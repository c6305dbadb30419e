use fungible_ledger::{Ledger, LedgerConfig, LedgerError};
use fvm_ipld_blockstore::{Blockstore, MemoryBlockstore};
use fvm_shared::address::Address;
use fvm_shared::econ::TokenAmount;
use fvm_shared::error::ExitCode;

pub const A: &Address = &Address::new_id(1001);
pub const B: &Address = &Address::new_id(1002);
pub const C: &Address = &Address::new_id(1003);

/// Shorthand for whole-unit amounts of a token with zero decimals
pub fn tokens(amount: i64) -> TokenAmount {
    TokenAmount::from_atto(amount)
}

/// The reference token: 100 units held by A, named "Fun Token" with symbol "FUN"
pub fn fun_token() -> Ledger<MemoryBlockstore> {
    Ledger::create(
        MemoryBlockstore::default(),
        A,
        &tokens(100),
        LedgerConfig::new("Fun Token", "FUN", 0),
    )
    .unwrap()
}

/// Assertions over a ledger that keep scenario tests short
pub trait LedgerHelper {
    /// Check the balance of an address
    fn assert_balance(&self, owner: &Address, expected: TokenAmount);

    /// Check the remaining allowance between an owner and a spender
    fn assert_allowance(&self, owner: &Address, spender: &Address, expected: TokenAmount);

    /// Check that every invariant holds and the balances add up to the supply
    fn assert_consistent(&self);
}

impl<BS: Blockstore> LedgerHelper for Ledger<BS> {
    fn assert_balance(&self, owner: &Address, expected: TokenAmount) {
        let balance = self.balance_of(owner).unwrap();
        assert_eq!(balance, expected, "unexpected balance for {owner}");
    }

    fn assert_allowance(&self, owner: &Address, spender: &Address, expected: TokenAmount) {
        let allowance = self.allowance(owner, spender).unwrap();
        assert_eq!(allowance, expected, "unexpected allowance of {spender} over {owner}");
    }

    fn assert_consistent(&self) {
        let summary = match self.assert_invariants() {
            Ok(summary) => summary,
            Err(errors) => panic!("invariants violated: {errors:#?}"),
        };
        let total = summary
            .balance_map
            .unwrap_or_default()
            .values()
            .fold(TokenAmount::from_atto(0), |acc, balance| acc + balance.clone());
        assert_eq!(total, self.total_supply());
    }
}

/// Check that an error is the rejection a host would see as `expected`
#[allow(dead_code)]
pub fn assert_rejected(err: &LedgerError, expected: ExitCode) {
    assert_eq!(ExitCode::from(err), expected, "unexpected rejection: {err}");
}
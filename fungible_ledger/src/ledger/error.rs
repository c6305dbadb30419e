use fvm_shared::econ::TokenAmount;
use fvm_shared::error::ExitCode;
use thiserror::Error;

use crate::ledger::state::StateError as LedgerStateError;
use crate::ledger::state::StateInvariantError;

#[derive(Error, Debug)]
pub enum LedgerError {
    #[error("invalid ledger initialization: {reason}")]
    InvalidInitialization { reason: String },
    #[error("value {amount:?} for {name:?} must be non-negative")]
    InvalidAmount { name: &'static str, amount: TokenAmount },
    #[error("error in underlying state {0}")]
    LedgerState(#[from] LedgerStateError),
    #[error("error in state invariants {0}")]
    StateInvariant(#[from] StateInvariantError),
}

impl LedgerError {
    /// True when a debit would have driven a balance below zero
    pub fn is_insufficient_balance(&self) -> bool {
        matches!(self, LedgerError::LedgerState(LedgerStateError::InsufficientBalance { .. }))
    }

    /// True when a spender asked for more than its remaining allowance
    pub fn is_insufficient_allowance(&self) -> bool {
        matches!(self, LedgerError::LedgerState(LedgerStateError::InsufficientAllowance { .. }))
    }
}

impl From<&LedgerError> for ExitCode {
    fn from(error: &LedgerError) -> Self {
        match error {
            LedgerError::InvalidInitialization { reason: _ }
            | LedgerError::InvalidAmount { name: _, amount: _ } => ExitCode::USR_ILLEGAL_ARGUMENT,
            LedgerError::StateInvariant(_) => ExitCode::USR_ILLEGAL_STATE,
            LedgerError::LedgerState(state_error) => match state_error {
                LedgerStateError::IpldHamt(_) => ExitCode::USR_SERIALIZATION,
                LedgerStateError::NegativeBalance { amount: _, owner: _ }
                | LedgerStateError::NegativeAllowance { amount: _, owner: _, spender: _ } => {
                    ExitCode::USR_ILLEGAL_ARGUMENT
                }
                LedgerStateError::InsufficientBalance { owner: _, balance: _, delta: _ }
                | LedgerStateError::InsufficientAllowance {
                    owner: _,
                    spender: _,
                    allowance: _,
                    delta: _,
                } => ExitCode::USR_INSUFFICIENT_FUNDS,
            },
        }
    }
}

━━━━

● DESCRIPTION OF THE TASK: Each line above that includes "True" should be shown.

● OUTPUT OF THE EXERCISE:
    /// True when a debit would have driven a balance below zero
    /// True when a spender asked for more than its remaining allowance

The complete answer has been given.